The great Hindu god Shiva has many guises and many representations in art, but perhaps the most familiar is as a dancing figure within a circle of fire, that is as Shiva Nataraja, Lord of the Dance. It is an image seen in museums, temples, restaurants, and esoteric shops across the world, and it is wonderfully rich in iconography and hidden meaning.
Shiva, as many other important Hindu gods, is a complex character with a myriad of traits, sometimes seemingly in conflict with each other. Accordingly, in his guise as Nataraja he is represented in his triple role as Creator, Preserver and Destroyer. Shiva as a dancing figure first appeared in Indian stone temple sculpture in the 5th and 6th century CE, and it was not until the 10th century CE that the now familiar free-standing sculptural representation, typically in bronze, became standard. In this remarkably standardized form, the god is shown dancing within a flaming halo (prabha mandala) which represents Time and which is shown as a circle to symbolize the Hindu belief that it is both cyclical and without end. The flames of the ring sprout from the mouths of makaras or mythical sea creatures shown at the base of the sculpture. The ring is more arch-like in the first bronze sculptures, as can be seen in one of the earliest surviving, the c. 875 CE sculpture within the Shiva temple at Nallur near Tanjavur. Eventually, though, a perfect circle becomes the norm.
The dance the smiling Shiva is performing is the Tandava, the cosmic dance which both creates and destroys the universe. The energy and wildness of the dance is shown in his bent knees and the extravagant spreading of the god’s hair. Shiva’s locks also contain a skull, a datura blossom, and a crescent moon which represents the idea that Shiva is ever-present even if sometimes he is not always visible. Even more prominent is the figure of Ganga, the personification of the river Ganges, who, according to Hindu mythology, was brought gently from the heavens down to earth in the god’s hair. Sometimes the god’s hair is topped with a fan of konnai leaves.

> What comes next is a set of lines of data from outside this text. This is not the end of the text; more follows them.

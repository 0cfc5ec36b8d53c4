//! Comment quality filter and ranker.
//!
//! Drops comments that are too short or are mostly emoji and symbols, then
//! orders the survivors by a 0-100 quality score built from popularity,
//! length and keyword hits.

use std::cmp::Ordering;
use std::collections::BTreeSet;

use bilirank_core::RawComment;

/// Default minimum comment length, in characters.
pub const DEFAULT_MIN_LENGTH: usize = 10;

const MAX_LIKE_SCORE: f64 = 20.0;
const MAX_REPLY_SCORE: f64 = 20.0;
const MAX_LENGTH_SCORE: f64 = 30.0;
const KEYWORD_HIT_SCORE: f64 = 10.0;
const MAX_KEYWORD_SCORE: f64 = 30.0;

#[derive(Debug, Clone)]
pub struct FilterConfig {
    /// Minimum character count after trimming, and again after stripping
    /// symbols. `0` falls back to [`DEFAULT_MIN_LENGTH`].
    pub min_length: usize,
    /// Keep at most this many comments; `0` keeps all.
    pub max_comments: usize,
    /// Each distinct case-insensitive hit adds to the score.
    pub keywords: Vec<String>,
}

impl Default for FilterConfig {
    fn default() -> Self {
        Self {
            min_length: DEFAULT_MIN_LENGTH,
            max_comments: 0,
            keywords: Vec::new(),
        }
    }
}

fn is_valid_comment(content: &str, min_length: usize) -> bool {
    let trimmed = content.trim();
    if trimmed.chars().count() < min_length {
        return false;
    }
    let meaningful = trimmed
        .chars()
        .filter(|c| c.is_alphanumeric() || c.is_whitespace())
        .count();
    meaningful >= min_length
}

/// Quality score in `[0, 100]`.
///
/// `min(like/100, 20) + min(replies/10, 20) + min(chars/10, 30)` plus 10 per
/// distinct keyword found in the content, capped at 30.
#[must_use]
#[allow(clippy::cast_precision_loss)]
pub fn quality_score(comment: &RawComment, keywords: &[String]) -> f64 {
    let message = comment.content.trim();
    let chars = message.chars().count();

    let like_score = (comment.like as f64 / 100.0).min(MAX_LIKE_SCORE);
    let reply_score = (comment.reply_count as f64 / 10.0).min(MAX_REPLY_SCORE);
    let length_score = (chars as f64 / 10.0).min(MAX_LENGTH_SCORE);

    let lowered = message.to_lowercase();
    let distinct: BTreeSet<String> = keywords
        .iter()
        .map(|k| k.trim().to_lowercase())
        .filter(|k| !k.is_empty())
        .collect();
    let hits = distinct.iter().filter(|k| lowered.contains(k.as_str())).count();
    let keyword_score = (hits as f64 * KEYWORD_HIT_SCORE).min(MAX_KEYWORD_SCORE);

    (like_score + reply_score + length_score + keyword_score).clamp(0.0, 100.0)
}

/// Filters `comments` by quality and returns them best first.
///
/// Ties on score fall back to newer first, then more likes, then larger
/// `rpid`, so the order never depends on input order. The input is not
/// modified; the output is a subsequence of it.
#[must_use]
pub fn filter_and_rank(comments: &[RawComment], config: &FilterConfig) -> Vec<RawComment> {
    let min_length = if config.min_length == 0 {
        DEFAULT_MIN_LENGTH
    } else {
        config.min_length
    };

    let mut kept: Vec<(f64, &RawComment)> = comments
        .iter()
        .filter(|c| is_valid_comment(&c.content, min_length))
        .map(|c| (quality_score(c, &config.keywords), c))
        .collect();

    kept.sort_by(|(sa, a), (sb, b)| {
        sb.partial_cmp(sa)
            .unwrap_or(Ordering::Equal)
            .then_with(|| b.ctime.cmp(&a.ctime))
            .then_with(|| b.like.cmp(&a.like))
            .then_with(|| b.rpid.cmp(&a.rpid))
    });

    if config.max_comments > 0 {
        kept.truncate(config.max_comments);
    }
    kept.into_iter().map(|(_, c)| c.clone()).collect()
}

#[cfg(test)]
mod tests {
    use super::*;

    fn comment(rpid: i64, content: &str, like: u64, ctime: i64) -> RawComment {
        RawComment {
            rpid,
            content: content.to_string(),
            like,
            ctime,
            ..RawComment::default()
        }
    }

    #[test]
    fn length_is_counted_in_characters() {
        // 10 CJK characters are 30 bytes but exactly the minimum length.
        let ok = comment(1, "吸力很强续航也不错呀", 0, 0);
        let short = comment(2, "吸力很强续航也不错", 0, 0);
        let out = filter_and_rank(&[ok, short], &FilterConfig::default());
        assert_eq!(out.len(), 1);
        assert_eq!(out[0].rpid, 1);
    }

    #[test]
    fn symbol_only_comments_are_dropped() {
        let noise = comment(1, "😂😂😂😂😂！！！！！？？？", 0, 0);
        let out = filter_and_rank(&[noise], &FilterConfig::default());
        assert!(out.is_empty());
    }

    #[test]
    fn surrounding_whitespace_does_not_count() {
        let padded = comment(1, "      短评论      ", 0, 0);
        assert!(filter_and_rank(&[padded], &FilterConfig::default()).is_empty());
    }

    #[test]
    fn score_components_are_capped() {
        let mut c = comment(1, &"好".repeat(500), 1_000_000, 0);
        c.reply_count = 1_000_000;
        let keywords: Vec<String> = ["好", "好好", "好好好", "好好好好"]
            .iter()
            .map(|s| (*s).to_string())
            .collect();
        assert!((quality_score(&c, &keywords) - 100.0).abs() < f64::EPSILON);
    }

    #[test]
    fn keyword_hits_are_distinct_and_case_insensitive() {
        let c = comment(1, "Dyson V12 比 dyson V10 好用多了", 0, 0);
        let keywords = vec!["DYSON".to_string(), "dyson".to_string(), "v12".to_string()];
        let base = quality_score(&c, &[]);
        assert!((quality_score(&c, &keywords) - base - 20.0).abs() < 1e-9);
    }

    #[test]
    fn ranks_by_score_then_tie_breaks() {
        let popular = comment(1, "这款扫地机器人真的很好用", 5_000, 100);
        let newer = comment(2, "这款扫地机器人真的很好用", 0, 300);
        let older = comment(3, "这款扫地机器人真的很好用", 0, 200);
        let more_liked = comment(4, "这款扫地机器人真的很好用", 50, 200);
        let out = filter_and_rank(
            &[older.clone(), newer, more_liked, popular],
            &FilterConfig::default(),
        );
        let order: Vec<i64> = out.iter().map(|c| c.rpid).collect();
        // 50 likes adds 0.5 to the score, so rpid 4 outranks the newer one.
        assert_eq!(order, vec![1, 4, 2, 3]);
    }

    #[test]
    fn equal_comments_order_by_rpid_desc() {
        let a = comment(10, "完全一样的评论内容在这里", 0, 0);
        let b = comment(20, "完全一样的评论内容在这里", 0, 0);
        let out = filter_and_rank(&[a, b], &FilterConfig::default());
        assert_eq!(out[0].rpid, 20);
    }

    #[test]
    fn truncates_to_max_comments() {
        let comments: Vec<RawComment> = (0..10)
            .map(|i| comment(i, "这是一条足够长的有效评论", 0, i))
            .collect();
        let config = FilterConfig {
            max_comments: 3,
            ..FilterConfig::default()
        };
        let out = filter_and_rank(&comments, &config);
        assert_eq!(out.len(), 3);
        assert_eq!(out[0].rpid, 9);
    }

    #[test]
    fn output_is_a_subsequence_of_input() {
        let comments: Vec<RawComment> = (0..20)
            .map(|i| {
                comment(
                    i,
                    &format!("第{i}条评论，内容足够长可以保留"),
                    (i * 37 % 11) as u64,
                    i % 3,
                )
            })
            .collect();
        let out = filter_and_rank(&comments, &FilterConfig::default());
        assert!(out.iter().all(|c| comments.contains(c)));
        for pair in out.windows(2) {
            assert!(quality_score(&pair[0], &[]) >= quality_score(&pair[1], &[]));
        }
    }
}
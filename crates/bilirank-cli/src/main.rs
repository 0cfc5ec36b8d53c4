mod analyze;
mod bvid;
mod tasks;

use std::path::PathBuf;

use clap::{Parser, Subcommand};
use tracing_subscriber::EnvFilter;

use crate::analyze::AnalyzeArgs;
use crate::bvid::BvidCommands;

#[derive(Debug, Parser)]
#[command(name = "bilirank")]
#[command(about = "Bilibili comment analysis and brand ranking")]
struct Cli {
    #[command(subcommand)]
    command: Option<Commands>,
}

#[derive(Debug, Subcommand)]
enum Commands {
    /// Run one analysis task and write its report
    Analyze(AnalyzeArgs),
    /// Convert between BV short ids and numeric aids
    Bvid {
        #[command(subcommand)]
        command: BvidCommands,
    },
    /// Database maintenance
    Db {
        #[command(subcommand)]
        command: DbCommands,
    },
    /// Task maintenance
    Tasks {
        #[command(subcommand)]
        command: TaskCommands,
    },
    /// Recover interrupted tasks, then run the sweep and purge jobs until
    /// stopped
    Daemon,
}

#[derive(Debug, Subcommand)]
enum DbCommands {
    /// Check the database connection
    Ping,
    /// Apply pending migrations
    Migrate,
}

#[derive(Debug, Subcommand)]
enum TaskCommands {
    /// Re-run tasks interrupted by a restart and fail stale ones
    Recover,
    /// Fail active tasks whose heartbeat is stale
    Sweep,
    /// Delete raw comments past the retention window
    Purge {
        /// Override the configured retention in days
        #[arg(long)]
        days: Option<u32>,
    },
    /// Print a stored task
    Show { task_id: String },
    /// Print the stored report of a task as JSON
    Report {
        task_id: String,
        /// Write to this file instead of stdout
        #[arg(long)]
        output: Option<PathBuf>,
    },
}

fn init_tracing(level: &str) -> anyhow::Result<()> {
    let env_filter =
        EnvFilter::try_from_default_env().or_else(|_| EnvFilter::try_new(level))?;
    tracing_subscriber::fmt()
        .with_env_filter(env_filter)
        .with_writer(std::io::stderr)
        .init();
    Ok(())
}

#[tokio::main]
async fn main() -> anyhow::Result<()> {
    dotenvy::dotenv().ok();
    let cli = Cli::parse();

    // bvid conversion is pure; it needs neither config nor logging.
    if let Some(Commands::Bvid { command }) = &cli.command {
        bvid::run_bvid(command)?;
        return Ok(());
    }

    let config = bilirank_core::load_app_config()?;
    init_tracing(&config.log_level)?;

    match cli.command {
        Some(Commands::Analyze(args)) => analyze::run_analyze(&config, &args).await?,
        Some(Commands::Bvid { .. }) => {}
        Some(Commands::Db { command }) => {
            let pool = bilirank_db::connect_from_app_config(&config).await?;
            match command {
                DbCommands::Ping => {
                    bilirank_db::ping(&pool).await?;
                    println!("database connection ok");
                }
                DbCommands::Migrate => {
                    let applied = bilirank_db::run_migrations(&pool).await?;
                    println!("applied {applied} migration(s)");
                }
            }
        }
        Some(Commands::Tasks { command }) => {
            let pool = bilirank_db::connect_from_app_config(&config).await?;
            match command {
                TaskCommands::Recover => tasks::run_recover(pool, &config).await?,
                TaskCommands::Sweep => tasks::run_sweep(pool, &config).await?,
                TaskCommands::Purge { days } => tasks::run_purge(pool, &config, days).await?,
                TaskCommands::Show { task_id } => tasks::run_show(&pool, &task_id).await?,
                TaskCommands::Report { task_id, output } => {
                    tasks::run_report(&pool, &task_id, output.as_deref()).await?;
                }
            }
        }
        Some(Commands::Daemon) => tasks::run_daemon(&config).await?,
        None => {
            println!("bilirank: no command given, see --help");
        }
    }

    Ok(())
}

#[cfg(test)]
mod tests;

Shiva is providing his own music, as in his upper right hand he holds a small drum – the damaru (usually taking the shape of an hour-glass) – which provides not only rhythm but also reminds that it was this drum which made the first sounds of the creation. The beat of the drum is also considered to provide the heartbeat of the cosmos, the maya. Conversely, in Shiva’s upper left hand he holds agni, the divine fire, which will destroy the universe.
Shiva’s lower right hand makes the abhaya mudra gesture of blessing which calms all fear, and the lower left arm sweeps across his torso with the hand pointing to his left foot in the gesture of gaja hasta, symbol of salvation and liberation. Shiva’s right foot is shown stamping on the dwarf figure Apasmara Purusha, who holds a cobra and who represents illusion and ignorance, leading humanity away from truth. The cobra motif is repeated and hangs slain from Shiva’s right arm. The god usually wears only a short dhoti which is tied around his waist with a sash. Typically, the two ends of the sash billow to the god’s dancing movement and reach out to join the ring of fire. Shiva also wears jewellery – necklaces, armlets, and anklets.
The image of Shiva as Nataraja was especially popular in the Chola period, when craftsmen produced large quantities of the figure sculpture in bronze and, measuring up to 1.4 metres in height, they were often carried in religious processions and festivals to represent the god. Early examples can be identified by the straightened sides of the ring of fire, as mentioned above, but also by the absence of Ganga and the fact the individual flames have only three points. In later sculptures Shiva also wears a bell around his standing leg. The figure of Shiva Nataraja has become perhaps the most widespread icon of Hinduism, and the bronze sculptures are still produced today in parts of southern India and especially around Chidambaram where ancient legend tells that Shiva once performed his dance of creation and destruction in a grove of tillai trees.